The French Army is nicknamed La Grande Muette, "The Great Mute" in reference to its long-standing stance of neutrality (and thus silence) in all things politics, economics, and civil life. But these days – with an imperative across Europe to build more self-sufficiency and initiative into national defences – it’s finally making some noise.
Last month, the French Ministère des Armées (MinArm) – the French equivalent of the U.S. Department of Defense and U.K. Ministry of Defence – held court at VivaTech, the 180k-visitor technology fair held annually in Paris. Its large pavilion showcased open innovation projects in the fields of space, AI, quantum, defensive cyber operations, and wargaming; and alongside that, MinArm set out a new playbook for the 14,000 startups visiting the show. “Innovate with Defence,” it said, with a one-stop shop (literally “Guichet Unique”) to fast-track engagement with startups building dual-use technologies that include military applications.
Guichet Unique was not formed out of thin air. It’s a newer effort from the Agence Innovation Défense (AID), an agency created back in 2018 to accelerate how the latest innovations in tech can be implemented to address new threats.
Notably, the point of AID is not procurement – improving the procurement loop is a challenge the French military is addressing elsewhere – but innovation, and on that front it’s looking to streamline the red tape that existed before.
“[Guichet Unique] is much better than a catalogue of options,” said its head Xavier Itard.
The overall effect is one of a change of posture for the French military. Rather than a startup having to guess (or already know) which grant it could apply for, or which entity it could work with, prospective partners, which also include industry players, labs, SMEs and personnel, now have a more user-friendly point of entry, a single desk that helps navigate how they can work with MinArm.
This is significant because previously, most startups – especially those recently founded, or those new to working with the military – would not have known the many MinArm entities and options with names like the Cyber Defense Factory, the Joint Directorate of Infrastructure Networks and Information Systems (DIRISI), the ground forces’ Commandement du Combat Futur (CCF), and the addition of the one-year-old Ministerial Agency for Defence Artificial Intelligence (AMIAD).
Itard insisted on engagement being a dialogue, where both parties come up with collaboration ideas that may not have occurred to them.
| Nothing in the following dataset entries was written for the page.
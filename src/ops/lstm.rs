//! One LSTM time step.
//!
//! Three launches: the gate projection into a `[B, 4U]` scratch tensor,
//! the cell update, then the hidden-state update. Gate order is input,
//! forget, cell candidate, output.

use std::sync::Arc;

use crate::error::{RuntimeError, Status};
use crate::kernel::{KernelArgs, KernelName};
use crate::ops::{
    apply_output_shapes, check_output_shape, check_storage, tensor_at, Lifecycle, Operator,
    OperatorBase, OperatorKind,
};
use crate::precision::PrecisionType;
use crate::runtime::Runtime;
use crate::tensor::TensorRef;
use crate::worksize::{find_max_factor, WorkSize};

const INPUT: usize = 0;
const INPUT_WEIGHTS: usize = 1;
const RECURRENT_WEIGHTS: usize = 2;
const BIAS: usize = 3;
const HIDDEN_IN: usize = 4;
const CELL_IN: usize = 5;

const HIDDEN_OUT: usize = 0;
const CELL_OUT: usize = 1;
const GATES: usize = 2;

#[derive(Debug, Clone, Default)]
pub struct LstmParams {
    /// Clamp the new cell state to `±cell_clip`. Zero or less disables it.
    pub cell_clip: f32,
    pub android_nn: bool,
}

struct Bound {
    inputs: Vec<TensorRef>,
    outputs: Vec<TensorRef>,
    batch: u32,
    input_size: u32,
    units: u32,
    cell_clip: f32,
}

/// Inputs are `[input, input weights, recurrent weights, bias, h_in, c_in]`
/// and outputs `[h_out, c_out, gates]`.
pub struct Lstm {
    base: OperatorBase,
    bound: Option<Bound>,
}

fn expect_dims(tensor: &TensorRef, dims: &[u32], role: &str) -> Status {
    if tensor.dims() != dims {
        return Err(RuntimeError::precondition(
            OperatorKind::Lstm,
            format!("{} is {:?}, expected {:?}", role, tensor.dims(), dims),
        ));
    }
    Ok(())
}

impl Operator for Lstm {
    type Params = LstmParams;
    const KIND: OperatorKind = OperatorKind::Lstm;

    fn new(runtime: Arc<Runtime>, precision: PrecisionType) -> Self {
        Self {
            base: OperatorBase::new(Self::KIND, runtime, precision),
            bound: None,
        }
    }

    fn initialize(
        &mut self,
        inputs: &[TensorRef],
        outputs: &[TensorRef],
        params: &LstmParams,
    ) -> Status {
        self.base.begin_initialize()?;
        let roles = ["input", "input weights", "recurrent weights", "bias", "h_in", "c_in"];
        let ins = roles
            .iter()
            .enumerate()
            .map(|(i, role)| tensor_at(Self::KIND, inputs, i, role))
            .collect::<Result<Vec<_>, _>>()?;
        let outs = ["h_out", "c_out", "gates"]
            .iter()
            .enumerate()
            .map(|(i, role)| tensor_at(Self::KIND, outputs, i, role))
            .collect::<Result<Vec<_>, _>>()?;
        let precision = self.base.precision();
        for (t, role) in ins.iter().zip(roles) {
            check_storage(Self::KIND, t, precision, role)?;
        }

        let (batch, input_size) = match ins[INPUT].dims()[..] {
            [b, i] => (b, i),
            ref other => {
                return Err(RuntimeError::precondition(
                    Self::KIND,
                    format!("input must be [B, I], got {:?}", other),
                ))
            }
        };
        let units = match ins[RECURRENT_WEIGHTS].dims()[..] {
            [g, u] if g == 4 * u => u,
            ref other => {
                return Err(RuntimeError::precondition(
                    Self::KIND,
                    format!("recurrent weights must be [4U, U], got {:?}", other),
                ))
            }
        };
        expect_dims(&ins[INPUT_WEIGHTS], &[4 * units, input_size], "input weights")?;
        expect_dims(&ins[BIAS], &[4 * units], "bias")?;
        expect_dims(&ins[HIDDEN_IN], &[batch, units], "h_in")?;
        expect_dims(&ins[CELL_IN], &[batch, units], "c_in")?;

        let out_dims = [
            vec![batch, units],
            vec![batch, units],
            vec![batch, 4 * units],
        ];
        for ((t, dims), role) in outs.iter().zip(&out_dims).zip(["h_out", "c_out", "gates"]) {
            check_storage(Self::KIND, t, precision, role)?;
            check_output_shape(Self::KIND, t, dims, params.android_nn)?;
        }

        let kernels = [
            "matrix_batch_vector_mul_with_bias",
            "lstm_update_cell",
            "lstm_update_output",
        ]
        .iter()
        .map(|base| self.base.resolve(&KernelName::new(*base)))
        .collect::<Result<Vec<_>, _>>()?;
        apply_output_shapes(&outs, &out_dims, params.android_nn)?;

        self.bound = Some(Bound {
            inputs: ins,
            outputs: outs,
            batch,
            input_size,
            units,
            cell_clip: params.cell_clip,
        });
        self.base.finish_initialize(kernels);
        Ok(())
    }

    fn execute(&mut self) -> Status {
        self.base.enter_execute()?;
        let result = self.enqueue();
        self.base.leave_execute(result)
    }

    fn release(&mut self) -> Status {
        self.bound = None;
        self.base.release()
    }

    fn state(&self) -> Lifecycle {
        self.base.state()
    }

    fn kernel_names(&self) -> Vec<String> {
        self.base.kernel_names()
    }
}

impl Lstm {
    fn enqueue(&self) -> Status {
        let b = self
            .bound
            .as_ref()
            .ok_or_else(|| RuntimeError::precondition(Self::KIND, "no tensors bound"))?;
        if b.batch == 0 || b.units == 0 {
            return Ok(());
        }
        let cap = self.base.cap();
        let (ins, outs) = (&b.inputs, &b.outputs);
        let gate_rows = 4 * b.units;

        let project = KernelArgs::new()
            .buffer(&ins[INPUT])
            .buffer(&ins[INPUT_WEIGHTS])
            .buffer(&ins[HIDDEN_IN])
            .buffer(&ins[RECURRENT_WEIGHTS])
            .buffer(&ins[BIAS])
            .buffer(&outs[GATES])
            .u32(b.batch)
            .u32(b.input_size)
            .u32(b.units);
        self.base.enqueue(
            0,
            project,
            &WorkSize::two_d([gate_rows, b.batch], Some([find_max_factor(gate_rows, cap), 1])),
        )?;

        let update = WorkSize::two_d([b.units, b.batch], Some([find_max_factor(b.units, cap), 1]));
        let cell = KernelArgs::new()
            .buffer(&outs[GATES])
            .buffer(&ins[CELL_IN])
            .buffer(&outs[CELL_OUT])
            .u32(b.batch)
            .u32(b.units)
            .f32(b.cell_clip);
        self.base.enqueue(1, cell, &update)?;

        let hidden = KernelArgs::new()
            .buffer(&outs[GATES])
            .buffer(&outs[CELL_OUT])
            .buffer(&outs[HIDDEN_OUT])
            .u32(b.batch)
            .u32(b.units);
        self.base.enqueue(2, hidden, &update)
    }
}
This can start with an in-person conversation at and event like VivaTech, the Paris Air Show, or any of the other events he and his team’s eight staffers are attending. But it is not a requirement: entrepreneurs can also move on directly to the next step and submit their interest online.
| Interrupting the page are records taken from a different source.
//! Elementwise kernels over NCHW planes.

use std::collections::HashMap;

use half::f16;

use crate::backend::host::launch::{HostLaunch, Variant};
use crate::backend::host::table::{Family, Signature};
use crate::element::Element;
use crate::error::RuntimeError;
use crate::kernel::ArgKind::{self, Buffer, F32, I32, U32};
use crate::worksize;

const VECTOR_WIDTH: usize = worksize::VECTOR_WIDTH as usize;

/// input, output, channels, height, width
const TANH_FLOAT: &[ArgKind] = &[Buffer, Buffer, U32, U32, U32];

/// ... + in_scale, in_zero_point, out_scale, out_zero_point, qmin, qmax
const TANH_QUANT: &[ArgKind] = &[Buffer, Buffer, U32, U32, U32, F32, I32, F32, I32, I32, I32];

/// input, scale, bias, output, channels, height, width, bias_term
const SCALE: &[ArgKind] = &[Buffer, Buffer, Buffer, Buffer, U32, U32, U32, U32];

pub(crate) fn register(table: &mut HashMap<String, Family>) {
    let mut tanh_family = Family::plain(
        TANH_FLOAT,
        instantiate!(tanh => f32: f32, f16: f16, u8: u8, i8: i8),
    );
    tanh_family.signature = Signature::ByQuantization {
        float: TANH_FLOAT,
        quantized: TANH_QUANT,
    };
    table.insert("tanh".into(), tanh_family);
    table.insert(
        "scale".into(),
        Family::plain(SCALE, instantiate!(scale => f32: f32, f16: f16)),
    );
}

struct Requantize {
    in_scale: f32,
    in_zero: f32,
    out_scale: f32,
    out_zero: f32,
    min: f32,
    max: f32,
}

impl Requantize {
    fn read(l: &HostLaunch<'_>) -> Result<Self, RuntimeError> {
        let out_scale = l.f32(7)?;
        if out_scale == 0.0 {
            return Err(l.fail("output scale is zero"));
        }
        Ok(Self {
            in_scale: l.f32(5)?,
            in_zero: l.i32(6)? as f32,
            out_scale,
            out_zero: l.i32(8)? as f32,
            min: l.i32(9)? as f32,
            max: l.i32(10)? as f32,
        })
    }

    fn apply(&self, raw: f32, f: impl Fn(f32) -> f32) -> f32 {
        let real = (raw - self.in_zero) * self.in_scale;
        ((f(real) / self.out_scale).round() + self.out_zero).clamp(self.min, self.max)
    }
}

fn tanh<T: Element>(l: &HostLaunch<'_>, v: &Variant) -> Result<(), RuntimeError> {
    let input = l.load::<T>(0)?;
    let mut output = l.load::<T>(1)?;
    let channels = l.usize(2)?;
    let plane = l.usize(3)? * l.usize(4)?;
    let requant = if v.quantized() {
        Some(Requantize::read(l)?)
    } else {
        None
    };
    let vector = if requant.is_some() { 1 } else { VECTOR_WIDTH };

    for [n, c, item] in l.grid() {
        let base = (n * channels + c) * plane;
        for i in item * vector..((item + 1) * vector).min(plane) {
            let x = l.get(&input, base + i)?.to_f32();
            let y = match &requant {
                Some(q) => q.apply(x, f32::tanh),
                None => x.tanh(),
            };
            l.set(&mut output, base + i, T::from_f32(y))?;
        }
    }
    l.store(1, &output)
}

fn scale<T: Element>(l: &HostLaunch<'_>, _v: &Variant) -> Result<(), RuntimeError> {
    let input = l.load::<T>(0)?;
    let scale = l.load::<T>(1)?;
    let bias = l.load::<T>(2)?;
    let mut output = l.load::<T>(3)?;
    let channels = l.usize(4)?;
    let plane = l.usize(5)? * l.usize(6)?;
    let bias_term = l.u32(7)? != 0;

    for [n, c, item] in l.grid() {
        let s = l.get(&scale, c)?.to_f32();
        let b = if bias_term { l.get(&bias, c)?.to_f32() } else { 0.0 };
        let base = (n * channels + c) * plane;
        for i in item * VECTOR_WIDTH..((item + 1) * VECTOR_WIDTH).min(plane) {
            let x = l.get(&input, base + i)?.to_f32();
            l.set(&mut output, base + i, T::from_f32(x * s + b))?;
        }
    }
    l.store(3, &output)
}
The process also includes a brainstorming dialogue via phone, which Itard said has the added benefit of enabling experts from across France to join. He added that the door is open to non-French startups, with the usual security caveats.
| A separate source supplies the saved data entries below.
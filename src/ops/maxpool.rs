//! 2-D max pooling with an optional fused activation.

use std::sync::Arc;

use crate::error::{RuntimeError, Status};
use crate::kernel::{KernelArgs, KernelName};
use crate::ops::{
    apply_output_shape, check_output_shape, check_storage, nchw_of, tensor_at, Lifecycle,
    Operator, OperatorBase, OperatorKind,
};
use crate::precision::{Activation, PrecisionType};
use crate::runtime::Runtime;
use crate::tensor::TensorRef;
use crate::worksize::{align_to, WorkSize};

const LOCAL: u32 = 16;

#[derive(Debug, Clone)]
pub struct MaxPoolParams {
    /// (height, width)
    pub filter: (u32, u32),
    pub stride: (u32, u32),
    /// (top, bottom, left, right)
    pub pad: (u32, u32, u32, u32),
    pub activation: Activation,
    pub android_nn: bool,
}

impl Default for MaxPoolParams {
    fn default() -> Self {
        Self {
            filter: (1, 1),
            stride: (1, 1),
            pad: (0, 0, 0, 0),
            activation: Activation::None,
            android_nn: false,
        }
    }
}

struct Bound {
    input: TensorRef,
    output: TensorRef,
    params: MaxPoolParams,
}

pub struct MaxPool {
    base: OperatorBase,
    bound: Option<Bound>,
}

/// Pooled extent along one axis; `None` when the window does not fit.
pub fn pooled_extent(input: u32, filter: u32, stride: u32, pad_before: u32, pad_after: u32) -> Option<u32> {
    if stride == 0 || filter == 0 {
        return None;
    }
    let span = input
        .checked_add(stride)?
        .checked_add(pad_before)?
        .checked_add(pad_after)?
        .checked_sub(filter)?;
    match span / stride {
        0 => None,
        n => Some(n),
    }
}

impl Operator for MaxPool {
    type Params = MaxPoolParams;
    const KIND: OperatorKind = OperatorKind::MaxPool;

    fn new(runtime: Arc<Runtime>, precision: PrecisionType) -> Self {
        Self {
            base: OperatorBase::new(Self::KIND, runtime, precision),
            bound: None,
        }
    }

    fn initialize(
        &mut self,
        inputs: &[TensorRef],
        outputs: &[TensorRef],
        params: &MaxPoolParams,
    ) -> Status {
        self.base.begin_initialize()?;
        let input = tensor_at(Self::KIND, inputs, 0, "input")?;
        let output = tensor_at(Self::KIND, outputs, 0, "output")?;
        let precision = self.base.precision();
        check_storage(Self::KIND, &input, precision, "input")?;
        check_storage(Self::KIND, &output, precision, "output")?;
        if input.num_dims() != 4 {
            return Err(RuntimeError::precondition(
                Self::KIND,
                format!("input must be 4-D, got {:?}", input.dims()),
            ));
        }

        let [n, c, h, w] = nchw_of(Self::KIND, &input, "input")?;
        let (fh, fw) = params.filter;
        let (sh, sw) = params.stride;
        let (pt, pb, pl, pr) = params.pad;
        let oh = pooled_extent(h, fh, sh, pt, pb);
        let ow = pooled_extent(w, fw, sw, pl, pr);
        let (oh, ow) = oh.zip(ow).ok_or_else(|| {
            RuntimeError::shape(
                Self::KIND,
                format!(
                    "{}x{} window, stride {:?}, pad {:?} does not fit {}x{}",
                    fh, fw, params.stride, params.pad, h, w
                ),
            )
        })?;
        let out_dims = [n, c, oh, ow];
        check_output_shape(Self::KIND, &output, &out_dims, params.android_nn)?;

        let name = KernelName::new("maxpooling")
            .activation(params.activation)
            .signed(precision == PrecisionType::Int8);
        let kernel = self.base.resolve(&name)?;
        apply_output_shape(&output, &out_dims, params.android_nn)?;

        self.bound = Some(Bound {
            input,
            output,
            params: params.clone(),
        });
        self.base.finish_initialize(vec![kernel]);
        Ok(())
    }

    fn execute(&mut self) -> Status {
        self.base.enter_execute()?;
        let result = self.enqueue();
        self.base.leave_execute(result)
    }

    fn release(&mut self) -> Status {
        self.bound = None;
        self.base.release()
    }

    fn state(&self) -> Lifecycle {
        self.base.state()
    }

    fn kernel_names(&self) -> Vec<String> {
        self.base.kernel_names()
    }
}

impl MaxPool {
    fn enqueue(&self) -> Status {
        let b = self
            .bound
            .as_ref()
            .ok_or_else(|| RuntimeError::precondition(Self::KIND, "no tensors bound"))?;
        let [_, _, in_h, in_w] = nchw_of(Self::KIND, &b.input, "input")?;
        let [n, c, out_h, out_w] = nchw_of(Self::KIND, &b.output, "output")?;
        if n * c * out_h * out_w == 0 {
            return Ok(());
        }
        let p = &b.params;
        // the kernel reads the channel count back from global[1]
        let local = self.base.local_size(LOCAL);
        let work = WorkSize::three_d([n, c, align_to(out_h * out_w, local)], Some([1, 1, local]));
        let args = KernelArgs::new()
            .buffer(&b.input)
            .buffer(&b.output)
            .u32(in_h)
            .u32(in_w)
            .u32(out_h)
            .u32(out_w)
            .u32(p.filter.0)
            .u32(p.filter.1)
            .u32(p.stride.0)
            .u32(p.stride.1)
            .u32(p.pad.0)
            .u32(p.pad.2);
        self.base.enqueue(0, args, &work)
    }
}

#[cfg(test)]
mod tests {
    use super::*;
    use crate::tensor::{DataType, TensorDesc};
    use pretty_assertions::assert_eq;

    fn pool(
        rt: &Arc<Runtime>,
        precision: PrecisionType,
        input: TensorRef,
        params: &MaxPoolParams,
    ) -> Result<(MaxPool, TensorRef), RuntimeError> {
        let output = rt.create_tensor(TensorDesc::new(&[1], precision.storage_type()))?;
        let mut op = MaxPool::new(Arc::clone(rt), precision);
        op.initialize(&[input], &[Arc::clone(&output)], params)?;
        op.execute()?;
        rt.finish()?;
        Ok((op, output))
    }

    fn ramp(rt: &Arc<Runtime>) -> TensorRef {
        let input = rt.create_tensor(TensorDesc::new(&[1, 1, 4, 4], DataType::Float32)).unwrap();
        input.write(&(0..16).map(|v| v as f32).collect::<Vec<_>>()).unwrap();
        input
    }

    #[test]
    fn test_pooled_extent() {
        assert_eq!(pooled_extent(4, 2, 2, 0, 0), Some(2));
        assert_eq!(pooled_extent(3, 2, 1, 0, 0), Some(2));
        assert_eq!(pooled_extent(5, 3, 2, 1, 1), Some(3));
        assert_eq!(pooled_extent(1, 4, 1, 0, 0), None);
        assert_eq!(pooled_extent(4, 2, 0, 0, 0), None);
        assert_eq!(pooled_extent(4, 2, 1, u32::MAX, 0), None);
    }

    #[test]
    fn test_two_by_two_stride_two() {
        let rt = Runtime::host().unwrap();
        let params = MaxPoolParams {
            filter: (2, 2),
            stride: (2, 2),
            android_nn: true,
            ..MaxPoolParams::default()
        };
        let (op, out) = pool(&rt, PrecisionType::Fp32, ramp(&rt), &params).unwrap();
        assert_eq!(op.kernel_names(), vec!["maxpooling_FP32".to_string()]);
        assert_eq!(out.dims(), vec![1, 1, 2, 2]);
        assert_eq!(out.read::<f32>().unwrap(), vec![5.0, 7.0, 13.0, 15.0]);
    }

    #[test]
    fn test_fused_relu6() {
        let rt = Runtime::host().unwrap();
        let params = MaxPoolParams {
            filter: (2, 2),
            stride: (2, 2),
            activation: Activation::Relu6,
            android_nn: true,
            ..MaxPoolParams::default()
        };
        let (op, out) = pool(&rt, PrecisionType::Fp32, ramp(&rt), &params).unwrap();
        assert_eq!(op.kernel_names(), vec!["RELU6maxpooling_FP32".to_string()]);
        assert_eq!(out.read::<f32>().unwrap(), vec![5.0, 6.0, 6.0, 6.0]);
    }

    #[test]
    fn test_padding_is_ignored_by_the_max() {
        let rt = Runtime::host().unwrap();
        let input = rt.create_tensor(TensorDesc::new(&[1, 1, 2, 2], DataType::Int8)).unwrap();
        input.write(&[-5i8, -6, -7, -8]).unwrap();
        let params = MaxPoolParams {
            filter: (2, 2),
            stride: (1, 1),
            pad: (1, 0, 1, 0),
            android_nn: true,
            ..MaxPoolParams::default()
        };
        let (op, out) = pool(&rt, PrecisionType::Int8, input, &params).unwrap();
        assert_eq!(op.kernel_names(), vec!["SIGNEDmaxpooling_INT8".to_string()]);
        assert_eq!(out.dims(), vec![1, 1, 2, 2]);
        assert_eq!(out.read::<i8>().unwrap(), vec![-5, -5, -5, -5]);
    }

    #[test]
    fn test_window_larger_than_input() {
        let rt = Runtime::host().unwrap();
        let params = MaxPoolParams {
            filter: (8, 8),
            android_nn: true,
            ..MaxPoolParams::default()
        };
        let err = pool(&rt, PrecisionType::Fp32, ramp(&rt), &params).err().unwrap();
        assert!(matches!(err, RuntimeError::ShapeInference { .. }));
    }
}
The outreach effort appears to be working. Typically AID gets between 150 and 200 submissions annually, and the desk received 75 project proposals in the first quarter of 2025 alone.
Guichet Unique has been notable in part because it’s helped to bring more startups – founded to focus on enterprise – into the military and defense arena.
One example is Kayrros, a French startup analysing satellite data to detect energy and environmental risks, such as fires and methane leaks. This year, it presented its first dual-use project, Detevent, focused on detecting unusual human activity on a large scale. Like the other startups we talked to, its representatives were largely positive about their engagement with the government entity.
Itard was personally involved in securing funding for Detevent, a partnership also involving multidisciplinary research lab Centre Borelli. Overall, he said, his desk helped projects obtain €20 million in grants last year.
However, MinArm says it can do much more for startups than just awarding grants. There’s also the French Defence Innovation Fund, which backed some companies that were presenting projects at the pavilion, such as Exotrail, a space infrastructure startup, and Unseenlabs, which raised an €85 million Series C round led by the €275 million fund in 2024.
Exotrail co-founder Nicolas Heitz confirmed that getting backing from the fund, which is managed by French public investment bank Bpifrance, definitely contrasted with traditional VC investment: for one, it looked at his startup through a sovereignty-focused lens.
Most startups that engage with the one-stop-shop won’t go as far as getting equity from MinArm, but Itard and his team are aiming to ensure their first dual-use projects are more than one-offs.
This also aligns with France’s broader ambitions. With Mistral AI and other “French champions” in the spotlight, plus new momentum building across Europe for technological independence, sovereignty was the watchword at VivaTech heralded by no less than President Emmanuel Macron.
Already, France had set the tone with its interministerial €54 billion “France 2030” plan. Launched back in 2021, it aims to strengthen the country’s industrial competitiveness and support breakthrough technologies that are crucial for national sovereignty. For MinArm, the mission order is clear: turn startups into key long-term players.